Kamen concluye que «ni el Índice ni el sistema de censura crearon una maquinaria adecuada de control» por lo que «el Índice resultó, por varias razones, menos significativo de lo que se ha pensado a menudo. Primero, la mayor parte de los libros prohibidos en él no estaban ni remotamente al alcance de los lectores españoles… Segundo, el Índice era voluminoso, caro, difícil de conseguir en las librerías e inevitablemente imperfecto y obsoleto… En tercer lugar, el Índice tuvo que hacer frente a fuertes críticas por parte de los libreros y de aquellos que tenían la impresión de que sus criterios estaban equivocados. Finalmente, el grueso de la literatura de creación y los libros científicos a los que los españoles tenían acceso no fueron incluidos en el Índice». A estas cuatro razones, Kamen añade una quinta: «los que realmente querían obtener los libros que habían sido prohibidos pero que revestían un interés especial –por ser de astrología, medicina o de contenido erudito- tenían que hacer frente a pocos obstáculos: traían los libros en persona, o bien a través de canales comerciales, o pedían a amigos en el extranjero que se los enviaran. La completa libertad de movimientos existente entre la península por un lado y Francia e Italia por el otro garantizaban la circulación sin trabas de gente, libros y –en un escalón más allá- ideas».[23]​ Kamen concluye: «La imagen de una nación hundida en la inercia y la superstición debido a la Inquisición fue parte de la mitología creada alrededor del tribunal». Sin embargo, reconoce que «a partir de mediados del siglo XVII los intelectuales españoles comenzaron a ver en el Santo Oficio el gran obstáculo para el saber. Las quejas del joven médico Juan de Cabriada en 1687 se hacen eco de este punto de vista de su generación: "Que es lastimosa y aun vergonzosa cosa que, como si fuéramos indios, hayamos de ser los últimos en recibir las noticias y luces públicas que ya están esparcidas por Europa".»[24]
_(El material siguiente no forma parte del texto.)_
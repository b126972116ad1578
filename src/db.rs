//! Database module
//!
//! Connectivity and schema checks. The schema itself lives in raw SQL under
//! `migrations/`.

use sqlx::PgPool;

/// Tables the ledger cannot run without
pub const REQUIRED_TABLES: [&str; 4] = ["accounts", "transactions", "top_up_logs", "user_privileges"];

/// Verify database connectivity
pub async fn verify_connection(pool: &PgPool) -> Result<(), sqlx::Error> {
    sqlx::query("SELECT 1").execute(pool).await?;
    Ok(())
}

/// Check if required tables exist
pub async fn check_schema(pool: &PgPool) -> Result<bool, sqlx::Error> {
    for table in REQUIRED_TABLES {
        let exists: bool = sqlx::query_scalar(
            r#"
            SELECT EXISTS (
                SELECT 1 FROM information_schema.tables
                WHERE table_schema = 'public' AND table_name = $1
            )
            "#,
        )
        .bind(table)
        .fetch_one(pool)
        .await?;

        if !exists {
            tracing::error!("Required table '{}' does not exist", table);
            return Ok(false);
        }
    }

    // The append-only guard on transactions is part of the schema contract
    let guarded: bool = sqlx::query_scalar(
        "SELECT EXISTS (SELECT 1 FROM pg_trigger WHERE tgname = 'transactions_append_only')",
    )
    .fetch_one(pool)
    .await?;

    if !guarded {
        tracing::error!("Trigger 'transactions_append_only' is missing");
        return Ok(false);
    }

    tracing::info!("Database schema verified");
    Ok(true)
}
//! Stripe-compatible checkout client

use async_trait::async_trait;
use reqwest::StatusCode;
use std::time::Duration;

use super::{is_valid_session_id, CheckoutSession, GatewayError, NewCheckoutSession, PaymentGateway};

#[derive(Debug, Clone)]
pub struct StripeGateway {
    client: reqwest::Client,
    base_url: String,
    secret_key: String,
}

impl StripeGateway {
    pub fn new(
        base_url: impl Into<String>,
        secret_key: impl Into<String>,
        timeout: Duration,
    ) -> Result<Self, GatewayError> {
        let client = reqwest::Client::builder()
            .timeout(timeout)
            .build()
            .map_err(|e| GatewayError::Unavailable(e.to_string()))?;

        Ok(Self {
            client,
            base_url: base_url.into().trim_end_matches('/').to_string(),
            secret_key: secret_key.into(),
        })
    }

    async fn read_session(
        &self,
        response: reqwest::Response,
        session_ref: &str,
    ) -> Result<CheckoutSession, GatewayError> {
        let status = response.status();
        if status == StatusCode::NOT_FOUND {
            return Err(GatewayError::SessionNotFound(session_ref.to_string()));
        }
        if !status.is_success() {
            let body = response.text().await.unwrap_or_default();
            tracing::warn!(%status, body = %body, "Payment gateway returned error status");
            return Err(GatewayError::Unavailable(format!("gateway returned {}", status)));
        }

        response
            .json::<CheckoutSession>()
            .await
            .map_err(|e| GatewayError::Unavailable(format!("invalid session payload: {}", e)))
    }
}

/// Form fields for a one-item payment-mode checkout
pub(crate) fn checkout_form(request: &NewCheckoutSession) -> Vec<(String, String)> {
    let mut form = vec![
        ("mode".to_string(), "payment".to_string()),
        (
            "success_url".to_string(),
            format!("{}?session_id={{CHECKOUT_SESSION_ID}}", request.success_url),
        ),
        ("cancel_url".to_string(), request.cancel_url.clone()),
        ("line_items[0][quantity]".to_string(), "1".to_string()),
        (
            "line_items[0][price_data][currency]".to_string(),
            request.currency.code().to_ascii_lowercase(),
        ),
        (
            "line_items[0][price_data][unit_amount]".to_string(),
            request.amount_minor_units.to_string(),
        ),
        (
            "line_items[0][price_data][product_data][name]".to_string(),
            request.product_name.clone(),
        ),
    ];

    for (key, value) in &request.metadata {
        form.push((format!("metadata[{}]", key), value.clone()));
    }

    form
}

#[async_trait]
impl PaymentGateway for StripeGateway {
    async fn get_session(&self, session_id: &str) -> Result<CheckoutSession, GatewayError> {
        if !is_valid_session_id(session_id) {
            tracing::warn!(session_id, "Refusing malformed payment session id");
            return Err(GatewayError::SessionNotFound(session_id.to_string()));
        }
        let url = format!("{}/v1/checkout/sessions/{}", self.base_url, session_id);

        let response = self
            .client
            .get(&url)
            .bearer_auth(&self.secret_key)
            .send()
            .await
            .map_err(|e| {
                tracing::warn!(error = %e, session_id, "Payment gateway request failed");
                GatewayError::Unavailable(e.to_string())
            })?;

        self.read_session(response, session_id).await
    }

    async fn create_session(&self, request: NewCheckoutSession) -> Result<CheckoutSession, GatewayError> {
        let url = format!("{}/v1/checkout/sessions", self.base_url);

        let response = self
            .client
            .post(&url)
            .bearer_auth(&self.secret_key)
            .form(&checkout_form(&request))
            .send()
            .await
            .map_err(|e| {
                tracing::warn!(error = %e, "Payment gateway request failed");
                GatewayError::Unavailable(e.to_string())
            })?;

        self.read_session(response, "new checkout session").await
    }
}
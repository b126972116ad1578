//! Statement Handler
//!
//! Paged reads over the transaction log.

use std::sync::Arc;
use uuid::Uuid;

use crate::domain::{DomainError, OperationContext, Page, PageRequest, TransactionRecord};
use crate::error::AppResult;
use crate::store::LedgerStore;

use super::{ensure_access, require_actor};

#[derive(Clone)]
pub struct TransactionLog {
    store: Arc<dyn LedgerStore>,
}

impl TransactionLog {
    pub fn new(store: Arc<dyn LedgerStore>) -> Self {
        Self { store }
    }

    /// Rows the actor initiated
    pub async fn for_initiator(
        &self,
        context: &OperationContext,
        page: PageRequest,
    ) -> AppResult<Page<TransactionRecord>> {
        let actor = require_actor(context)?;
        Ok(self
            .store
            .transactions_by_initiator(actor, page.normalized())
            .await?)
    }

    /// Rows touching an account the actor owns (or any account for an admin).
    ///
    /// Rows outlive a deleted account; only an admin can still read them.
    pub async fn for_account(
        &self,
        context: &OperationContext,
        account_id: Uuid,
        page: PageRequest,
    ) -> AppResult<Page<TransactionRecord>> {
        require_actor(context)?;
        match self.store.find_account(account_id).await? {
            Some(account) => ensure_access(context, &account)?,
            None if context.is_admin() => {
                tracing::debug!(account_id = %account_id, "Admin reading history of a removed account");
            }
            None => return Err(DomainError::account_not_found(account_id).into()),
        }

        Ok(self
            .store
            .transactions_by_account(account_id, page.normalized())
            .await?)
    }
}
//! Transaction log records
//!
//! Immutable money-movement rows, top-up reconciliation rows and paging types
//! for statements.

use chrono::{DateTime, Utc};
use rust_decimal::Decimal;
use serde::{Deserialize, Serialize};
use std::fmt;
use std::str::FromStr;
use uuid::Uuid;

use super::currency::Currency;

#[derive(Debug, Clone, Copy, PartialEq, Eq, Hash, Serialize, Deserialize)]
#[serde(rename_all = "SCREAMING_SNAKE_CASE")]
pub enum TransactionType {
    TransferInternal,
    TransferExternal,
    PurchaseFeature,
    Topup,
}

impl TransactionType {
    pub fn as_str(&self) -> &'static str {
        match self {
            TransactionType::TransferInternal => "TRANSFER_INTERNAL",
            TransactionType::TransferExternal => "TRANSFER_EXTERNAL",
            TransactionType::PurchaseFeature => "PURCHASE_FEATURE",
            TransactionType::Topup => "TOPUP",
        }
    }
}

impl fmt::Display for TransactionType {
    fn fmt(&self, f: &mut fmt::Formatter<'_>) -> fmt::Result {
        f.write_str(self.as_str())
    }
}

impl FromStr for TransactionType {
    type Err = String;

    fn from_str(s: &str) -> Result<Self, Self::Err> {
        match s {
            "TRANSFER_INTERNAL" => Ok(TransactionType::TransferInternal),
            "TRANSFER_EXTERNAL" => Ok(TransactionType::TransferExternal),
            "PURCHASE_FEATURE" => Ok(TransactionType::PurchaseFeature),
            "TOPUP" => Ok(TransactionType::Topup),
            other => Err(format!("unknown transaction type: {}", other)),
        }
    }
}

/// Only completed movements are ever written.
#[derive(Debug, Clone, Copy, PartialEq, Eq, Serialize, Deserialize)]
#[serde(rename_all = "SCREAMING_SNAKE_CASE")]
pub enum TransactionStatus {
    Success,
}

impl TransactionStatus {
    pub fn as_str(&self) -> &'static str {
        "SUCCESS"
    }
}

/// A transaction about to be appended.
#[derive(Debug, Clone, PartialEq)]
pub struct NewTransaction {
    pub initiator_id: Uuid,
    pub from_account_id: Option<Uuid>,
    pub to_account_id: Option<Uuid>,
    pub kind: TransactionType,
    pub amount_from: Option<Decimal>,
    pub currency_from: Option<Currency>,
    pub amount_to: Option<Decimal>,
    pub currency_to: Option<Currency>,
    pub fx_rate: Decimal,
    pub external_ref: Option<String>,
    pub description: String,
}

/// A persisted transaction row.
#[derive(Debug, Clone, PartialEq, Serialize)]
pub struct TransactionRecord {
    pub id: i64,
    pub initiator_id: Uuid,
    pub from_account_id: Option<Uuid>,
    pub to_account_id: Option<Uuid>,
    #[serde(rename = "type")]
    pub kind: TransactionType,
    pub status: TransactionStatus,
    pub amount_from: Option<Decimal>,
    pub currency_from: Option<Currency>,
    pub amount_to: Option<Decimal>,
    pub currency_to: Option<Currency>,
    pub fx_rate: Decimal,
    pub external_ref: Option<String>,
    pub description: String,
    pub created_at: DateTime<Utc>,
}

impl TransactionRecord {
    pub fn from_new(id: i64, tx: NewTransaction, created_at: DateTime<Utc>) -> Self {
        Self {
            id,
            initiator_id: tx.initiator_id,
            from_account_id: tx.from_account_id,
            to_account_id: tx.to_account_id,
            kind: tx.kind,
            status: TransactionStatus::Success,
            amount_from: tx.amount_from,
            currency_from: tx.currency_from,
            amount_to: tx.amount_to,
            currency_to: tx.currency_to,
            fx_rate: tx.fx_rate,
            external_ref: tx.external_ref,
            description: tx.description,
            created_at,
        }
    }

    pub fn touches(&self, account_id: Uuid) -> bool {
        self.from_account_id == Some(account_id) || self.to_account_id == Some(account_id)
    }
}

/// One reconciled payment session. The session id is the idempotency key.
#[derive(Debug, Clone, PartialEq, Serialize)]
pub struct TopUpLog {
    pub session_id: String,
    pub account_id: Uuid,
    pub amount_paid: Decimal,
    pub paid_currency: Currency,
    pub amount_credited: Decimal,
    pub credited_currency: Currency,
    pub processed_at: DateTime<Utc>,
}

pub const DEFAULT_PAGE_SIZE: u32 = 10;
pub const MAX_PAGE_SIZE: u32 = 100;

#[derive(Debug, Clone, Copy, PartialEq, Eq, Default, Deserialize)]
#[serde(rename_all = "lowercase")]
pub enum SortDirection {
    Asc,
    #[default]
    Desc,
}

/// Statement page request. `page` is 0-based.
#[derive(Debug, Clone, Copy, PartialEq, Eq, Deserialize)]
pub struct PageRequest {
    #[serde(default)]
    pub page: u32,
    #[serde(default = "default_page_size")]
    pub size: u32,
    #[serde(default)]
    pub direction: SortDirection,
}

fn default_page_size() -> u32 {
    DEFAULT_PAGE_SIZE
}

impl Default for PageRequest {
    fn default() -> Self {
        Self {
            page: 0,
            size: DEFAULT_PAGE_SIZE,
            direction: SortDirection::Desc,
        }
    }
}

impl PageRequest {
    /// Clamp the size into 1..=100
    pub fn normalized(self) -> Self {
        Self {
            size: self.size.clamp(1, MAX_PAGE_SIZE),
            ..self
        }
    }

    pub fn offset(&self) -> u64 {
        self.page as u64 * self.size as u64
    }
}

#[derive(Debug, Clone, PartialEq, Serialize)]
pub struct Page<T> {
    pub content: Vec<T>,
    pub page_number: u32,
    pub page_size: u32,
    pub total_elements: u64,
    pub total_pages: u32,
    pub last: bool,
}

impl<T> Page<T> {
    pub fn new(content: Vec<T>, request: PageRequest, total_elements: u64) -> Self {
        let size = request.size.max(1) as u64;
        let total_pages = total_elements.div_ceil(size) as u32;
        Self {
            content,
            page_number: request.page,
            page_size: request.size,
            total_elements,
            total_pages,
            last: request.page.saturating_add(1) >= total_pages,
        }
    }

    /// Slice an already ordered, fully loaded list.
    pub fn from_sorted(items: Vec<T>, request: PageRequest) -> Self {
        let total = items.len() as u64;
        let content = items
            .into_iter()
            .skip(request.offset() as usize)
            .take(request.size as usize)
            .collect();
        Self::new(content, request, total)
    }
}

#[cfg(test)]
mod tests {
    use super::*;

    #[test]
    fn test_type_names() {
        assert_eq!(TransactionType::Topup.to_string(), "TOPUP");
        assert_eq!(
            "PURCHASE_FEATURE".parse::<TransactionType>().unwrap(),
            TransactionType::PurchaseFeature
        );
        assert_eq!(
            serde_json::to_string(&TransactionType::TransferExternal).unwrap(),
            r#""TRANSFER_EXTERNAL""#
        );
    }

    #[test]
    fn test_page_request_defaults_and_clamp() {
        let req: PageRequest = serde_json::from_str("{}").unwrap();
        assert_eq!(req, PageRequest::default());

        let req = PageRequest { page: 2, size: 500, direction: SortDirection::Asc }.normalized();
        assert_eq!(req.size, MAX_PAGE_SIZE);
        assert_eq!(req.offset(), 200);

        let req = PageRequest { page: 0, size: 0, direction: SortDirection::Desc }.normalized();
        assert_eq!(req.size, 1);
    }

    #[test]
    fn test_page_slicing() {
        let items: Vec<u32> = (0..25).collect();
        let req = PageRequest { page: 2, size: 10, direction: SortDirection::Asc };
        let page = Page::from_sorted(items, req);

        assert_eq!(page.content, vec![20, 21, 22, 23, 24]);
        assert_eq!(page.total_elements, 25);
        assert_eq!(page.total_pages, 3);
        assert!(page.last);
    }

    #[test]
    fn test_empty_page_is_last() {
        let page: Page<u32> = Page::from_sorted(vec![], PageRequest::default());
        assert_eq!(page.total_pages, 0);
        assert!(page.last);
    }

    #[test]
    fn test_highest_page_number_is_past_the_end() {
        let req = PageRequest { page: u32::MAX, size: 10, direction: SortDirection::Desc }.normalized();
        let page = Page::from_sorted(vec![1u32, 2, 3], req);

        assert!(page.content.is_empty());
        assert_eq!(page.page_number, u32::MAX);
        assert_eq!(page.total_pages, 1);
        assert!(page.last);
    }
}
//! Currency conversion
//!
//! [`FxConverter`] wraps an external rate provider, short-circuits same
//! currency conversions and rounds every result to cents.

mod frankfurter;

pub use frankfurter::{extract_rate, FrankfurterClient};

use async_trait::async_trait;
use rust_decimal::Decimal;
use std::sync::Arc;

use crate::domain::{round_money, Currency};

/// Errors from the FX rate source
#[derive(Debug, Clone, PartialEq, thiserror::Error)]
pub enum FxError {
    /// Transport, parse or provider-side failure
    #[error("FX provider unavailable: {0}")]
    Unavailable(String),

    #[error("No FX rate for {from} -> {to}")]
    RateNotFound { from: String, to: String },
}

impl FxError {
    pub fn rate_not_found(from: impl Into<String>, to: impl Into<String>) -> Self {
        Self::RateNotFound {
            from: from.into(),
            to: to.into(),
        }
    }

    pub fn code(&self) -> &'static str {
        match self {
            FxError::Unavailable(_) => "fx_unavailable",
            FxError::RateNotFound { .. } => "fx_rate_not_found",
        }
    }
}

/// Remote source converting an amount between two currencies.
#[async_trait]
pub trait FxRateProvider: Send + Sync {
    /// Convert `amount` of `from` into `to`. The result is not rounded.
    async fn convert(&self, amount: Decimal, from: Currency, to: Currency) -> Result<Decimal, FxError>;
}

#[derive(Clone)]
pub struct FxConverter {
    provider: Arc<dyn FxRateProvider>,
}

impl FxConverter {
    pub fn new(provider: Arc<dyn FxRateProvider>) -> Self {
        Self { provider }
    }

    /// Convert and round half-up to 2 decimal places.
    ///
    /// Equal currencies never reach the provider.
    pub async fn convert(&self, amount: Decimal, from: Currency, to: Currency) -> Result<Decimal, FxError> {
        if from == to {
            return Ok(round_money(amount));
        }

        let converted = self.provider.convert(amount, from, to).await?;
        tracing::debug!(%from, %to, %amount, %converted, "FX conversion");

        Ok(round_money(converted))
    }
}

#[cfg(test)]
mod tests {
    use super::*;
    use rust_decimal_macros::dec;
    use std::sync::atomic::{AtomicUsize, Ordering};

    struct CountingProvider {
        calls: AtomicUsize,
        rate: Decimal,
    }

    #[async_trait]
    impl FxRateProvider for CountingProvider {
        async fn convert(&self, amount: Decimal, _from: Currency, _to: Currency) -> Result<Decimal, FxError> {
            self.calls.fetch_add(1, Ordering::SeqCst);
            Ok(amount * self.rate)
        }
    }

    #[tokio::test]
    async fn test_same_currency_skips_provider() {
        let provider = Arc::new(CountingProvider { calls: AtomicUsize::new(0), rate: dec!(2) });
        let fx = FxConverter::new(provider.clone());

        let converted = fx.convert(dec!(10.005), Currency::Eur, Currency::Eur).await.unwrap();

        assert_eq!(converted, dec!(10.01));
        assert_eq!(provider.calls.load(Ordering::SeqCst), 0);
    }

    #[tokio::test]
    async fn test_cross_currency_rounds_half_up() {
        let provider = Arc::new(CountingProvider { calls: AtomicUsize::new(0), rate: dec!(4.3333) });
        let fx = FxConverter::new(provider.clone());

        // 1.5 * 4.3333 = 6.49995
        let converted = fx.convert(dec!(1.5), Currency::Eur, Currency::Pln).await.unwrap();

        assert_eq!(converted, dec!(6.50));
        assert_eq!(provider.calls.load(Ordering::SeqCst), 1);
    }
}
Una visión más negativa del impacto de la Inquisición sobre la vida intelectual española es la que ofrece Joseph Pérez. Este hispanista francés, aunque reconoce que «las publicaciones extranjeras nunca dejaron de penetrar en España», afirma que «al prevenir a los fieles en contra de ciertas lecturas peligrosas, se acabó inculcando la desconfianza ante cualquier lectura» y, sobre todo, que la Inquisición «representó un obstáculo importante para el ejercicio del libre examen y del espíritu crítico» ya que «mucho más que la ciencia y la literatura, el humanismo fue el blanco de las sospechas y de la hostilidad de los inquisidores», porque según ellos "el espíritu crítico conduce a la herejía». Pérez pone de ejemplo a Fray Antonio de Arce, uno de los jueces del proceso que la Inquisición instruyó contra Fray Luis de León a causa del cual pasó cuatro años en la cárcel, que se jactaba de no saber ni griego, ni hebreo y que afirmaba que los humanistas eran unos seres insolentes y mordaces. «Así fue como se acabó esterilizando la investigación y el pensamiento en la España inquisitorial», concluye Pérez.[25]​ Sin embargo, Pérez afirma que la responsabilidad de la Inquisición respecto del atraso científico español en el siglo XVII fue limitada, ya que él lo atribuye «al hecho de haber descuidado la investigación básica en beneficio casi exclusivo de la investigación aplicada», –por ejemplo, «¿cómo perfeccionar los instrumentos náuticos que permitirían calcular mejor la longitud y la latitud?»-.[26]